Escrito por Rubén Darío
El fin de Nicaragua
Cuando el yanqui William Walker llevó a Nicaragua sus rifleros de ojos azules, se hallaban los Estados Unidos harto preocupados con sus asuntos de esclavistas y antiesclavistas, y el futuro imperialismo estaba en ciernes. Si no, ha tiempo que Nicaragua ¡qué digo! las cinco repúblicas de la América Central serían una estrella, o parte de una estrella del pabellón norteamericano.

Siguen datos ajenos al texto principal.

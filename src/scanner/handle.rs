// SPDX-License-Identifier: GPL-3.0-only

//! Host-side handle to a running scanner task

use super::state::{ScannerMessage, SessionSnapshot};
use crate::backends::camera::Frame;
use crate::errors::{AppError, AppResult};
use tokio::sync::{mpsc, watch};
use tokio::task::JoinHandle;
use tracing::{debug, warn};

/// Controls a scanner task and observes its state
///
/// Dropping the handle closes the command channel, which unmounts the
/// scanner and releases the camera.
pub struct ScannerHandle {
    commands: mpsc::Sender<ScannerMessage>,
    snapshot: watch::Receiver<SessionSnapshot>,
    preview: watch::Receiver<Option<Frame>>,
    task: Option<JoinHandle<()>>,
}

impl ScannerHandle {
    pub(super) fn new(
        commands: mpsc::Sender<ScannerMessage>,
        snapshot: watch::Receiver<SessionSnapshot>,
        preview: watch::Receiver<Option<Frame>>,
        task: JoinHandle<()>,
    ) -> Self {
        Self {
            commands,
            snapshot,
            preview,
            task: Some(task),
        }
    }

    /// Queue a message without waiting (for synchronous UI handlers)
    pub fn dispatch(&self, message: ScannerMessage) -> AppResult<()> {
        self.commands.try_send(message).map_err(|e| match e {
            mpsc::error::TrySendError::Full(message) => {
                warn!(message = ?message, "Scanner command queue full, dropping message");
                AppError::Other("scanner is busy".to_string())
            }
            mpsc::error::TrySendError::Closed(_) => AppError::ScannerClosed,
        })
    }

    /// Queue a message, waiting for room in the channel
    pub async fn send(&self, message: ScannerMessage) -> AppResult<()> {
        self.commands
            .send(message)
            .await
            .map_err(|_| AppError::ScannerClosed)
    }

    /// Current session state
    pub fn snapshot(&self) -> SessionSnapshot {
        self.snapshot.borrow().clone()
    }

    /// Receiver notified on every state change
    pub fn subscribe(&self) -> watch::Receiver<SessionSnapshot> {
        self.snapshot.clone()
    }

    /// Receiver for preview frames; `None` while no stream is live
    pub fn preview(&self) -> watch::Receiver<Option<Frame>> {
        self.preview.clone()
    }

    /// Wait until the session state satisfies `predicate`
    pub async fn wait_for(
        &self,
        predicate: impl FnMut(&SessionSnapshot) -> bool,
    ) -> AppResult<SessionSnapshot> {
        let mut rx = self.snapshot.clone();
        let snapshot = rx
            .wait_for(predicate)
            .await
            .map_err(|_| AppError::ScannerClosed)?;
        Ok(snapshot.clone())
    }

    /// Stop scanning, release the camera and wait for the task to end
    pub async fn shutdown(mut self) -> AppResult<()> {
        if self.commands.send(ScannerMessage::Shutdown).await.is_err() {
            debug!("Scanner task already gone");
        }
        if let Some(task) = self.task.take() {
            task.await
                .map_err(|e| AppError::Other(format!("scanner task failed: {e}")))?;
        }
        Ok(())
    }
}
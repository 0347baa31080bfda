// SPDX-License-Identifier: GPL-3.0-only

//! Application-wide constants

use std::time::Duration;

/// Timing constants
pub mod timing {
    use super::Duration;

    /// Minimum spacing between two detection attempts
    pub const DETECTION_INTERVAL_MS: u64 = 200;

    /// Pause between tearing down one camera and opening the next
    pub const DEVICE_SWITCH_SETTLE_MS: u64 = 100;

    /// Frame callback rate driving the detection loop
    pub const FRAME_RATE_HZ: u32 = 60;

    /// Terminal UI redraw/input poll period
    pub const UI_POLL_INTERVAL: Duration = Duration::from_millis(33);
}

/// Capture request defaults
pub mod capture {
    /// Ideal capture width (best-effort)
    pub const IDEAL_WIDTH: u32 = 1280;

    /// Ideal capture height (best-effort)
    pub const IDEAL_HEIGHT: u32 = 720;
}

/// V4L2 capture pipeline
pub mod pipeline {
    /// Number of memory-mapped buffers requested from the driver
    pub const V4L2_BUFFER_COUNT: u32 = 4;

    /// Consecutive dequeue failures before the capture thread gives up
    pub const MAX_CONSECUTIVE_CAPTURE_FAILURES: u32 = 30;
}

/// Default camera selection
pub mod devices {
    /// Label keywords identifying a rear (environment-facing) camera
    pub const ENVIRONMENT_LABEL_KEYWORDS: &[&str] = &["back", "environment"];

    /// Whether a device label names a rear camera (case-insensitive)
    pub fn is_environment_label(label: &str) -> bool {
        let label = label.to_lowercase();
        ENVIRONMENT_LABEL_KEYWORDS
            .iter()
            .any(|keyword| label.contains(keyword))
    }
}

/// Terminal UI
pub mod ui {
    /// Hint drawn under the scan target while scanning
    pub const SCAN_HINT: &str = "Position barcode in the center";

    /// Scan target size relative to the preview
    pub const TARGET_WIDTH_FRACTION: f32 = 0.7;
    pub const TARGET_HEIGHT_FRACTION: f32 = 0.4;

    /// Shown instead of the scanner when detection is unavailable
    pub const UNSUPPORTED_FALLBACK: &str =
        "Barcode scanning is not available. Press 'm' to enter the barcode manually.";
}

/// Resolution labels for the status bar
pub fn get_resolution_label(width: u32) -> Option<&'static str> {
    match width {
        w if w >= 3840 => Some("4K"), // 3840x2160
        w if w >= 2560 => Some("2K"), // 2560x1440
        w if w >= 1920 => Some("FHD"), // 1920x1080
        w if w >= 1280 => Some("HD"), // 1280x720
        w if w >= 640 => Some("SD"),  // 640x480
        _ => None,
    }
}

/// Supported file formats for the still image source
pub mod file_formats {
    /// Supported image file extensions
    pub const IMAGE_EXTENSIONS: &[&str] = &["png", "jpg", "jpeg", "gif", "bmp", "webp"];

    /// Check if a file extension is a supported image format
    pub fn is_image_extension(ext: &str) -> bool {
        IMAGE_EXTENSIONS.contains(&ext.to_lowercase().as_str())
    }
}

/// Application information utilities
pub mod app_info {
    /// Application name, also the config directory name
    pub const APP_NAME: &str = "barcode-scanner";

    /// Get the application version
    pub fn version() -> &'static str {
        env!("CARGO_PKG_VERSION")
    }
}

#[cfg(test)]
mod tests {
    use super::*;

    #[test]
    fn test_resolution_labels() {
        assert_eq!(get_resolution_label(3840), Some("4K"));
        assert_eq!(get_resolution_label(1280), Some("HD"));
        assert_eq!(get_resolution_label(640), Some("SD"));
        assert_eq!(get_resolution_label(320), None);
    }

    #[test]
    fn test_environment_labels() {
        assert!(devices::is_environment_label("Back Camera"));
        assert!(devices::is_environment_label("camera2 0, facing ENVIRONMENT"));
        assert!(!devices::is_environment_label("Front Camera"));
        assert!(!devices::is_environment_label("USB Camera"));
    }
}
// SPDX-License-Identifier: MPL-2.0

//! Backend abstraction layer for capture, detection and frame timing
//!
//! This module provides the platform capabilities the scanner depends on:
//! - Camera enumeration and capture via V4L2, or a still image
//! - Barcode decoding via rxing
//! - Frame callback cadence
//!
//! # Architecture
//!
//! ```text
//! ┌─────────────────────────────────────────────┐
//! │               Scanner session                │
//! └────────────────────┬────────────────────────┘
//!                      │
//! ┌────────────────────┴────────────────────────┐
//! │              Backend Layer                   │
//! │  ┌─────────────┐    ┌──────────────────┐   │
//! │  │   Camera    │    │     Detector     │   │
//! │  │ (V4L2/file) │    │     (rxing)      │   │
//! │  └─────────────┘    └──────────────────┘   │
//! │                     ┌──────────────────┐   │
//! │                     │   Frame clock    │   │
//! │                     │     (tokio)      │   │
//! │                     └──────────────────┘   │
//! └─────────────────────────────────────────────┘
//! ```
//!
//! # Modules
//!
//! - [`camera`]: Device enumeration and frame capture
//! - [`detector`]: Barcode detection capability
//! - [`clock`]: Frame callback timing for the detection loop

pub mod camera;
pub mod clock;
pub mod detector;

Los manes de William Walker deben estar hoy regocijados… Era aquel filibustero culto y valiente, y de ideas dominadoras y de largas vistas tiránicas, según puede verse por sus “Memorias”, ya en el original inglés, muy raro, ya en la traducción castellana de Fabio Carnevallini, también difícil de encontrar. En tiempo de Walker era el tránsito por Nicaragua de aventureros que iban a California con la fiebre del oro. Y con unos vaporcitos en el Gran Lago, o lago de Granada, comenzó la base de su fortuna el abuelo Vanderbilt, tronco de tanto archimillonario que hoy lleva su nombre.
William Walker era ambicioso; mas el conquistador nórdico no llegó solamente por su propio esfuerzo, sino que fue llamado y apoyado por uno de los partidos en que se dividía del país. Luego habrían de arrepentirse los que creyeron preciso apoyarse en las armas del extranjero peligroso. Walker se comió el mandado, como suele decirse. Se impuso por el terror, con sus bien pertrechadas gentes. Sembró el espanto en Granada. Sus tiradores casaban nicaragüenses como quien casa venados son conejos. Fusiló notables; incendió, arrasó. Y aun he alcanzado a oír cantar ciertas viejas coplas populares:
La pobre doña Sabina (?)
un gran chasco le pasó,
que por andar tras los yanques
el diablo se la llevó
No se decía yanquis, si no «yanques».
Por allá vienen los yanques
con cotona colorada,
gritando ¡hurra! ¡hurra! ¡hurra!
En Granada ya no hay nada
Y llegó Walker a imperar en Granada, y tuvo partidarios nicaragüenses, y hasta algún cura le celebro en un sermón, con citas bíblicas y todo, en la parroquia. Pero el resto de Centro América acudió en ayuda de Nicaragua, y con apoyo de todos, y muy especialmente de Costa Rica, concluyó la guerra nacional echando fuera al intruso. El bucanero volvió a las andadas. Desembarcó en Honduras. Fue tomado prisionero en Trujillo, y, para evitar nuevas invasiones, se le fusiló. Y la defensa contra el famoso yanqui ha quedado como una de las páginas más brillantes de la historia solidaria de las cinco repúblicas centroamericanas.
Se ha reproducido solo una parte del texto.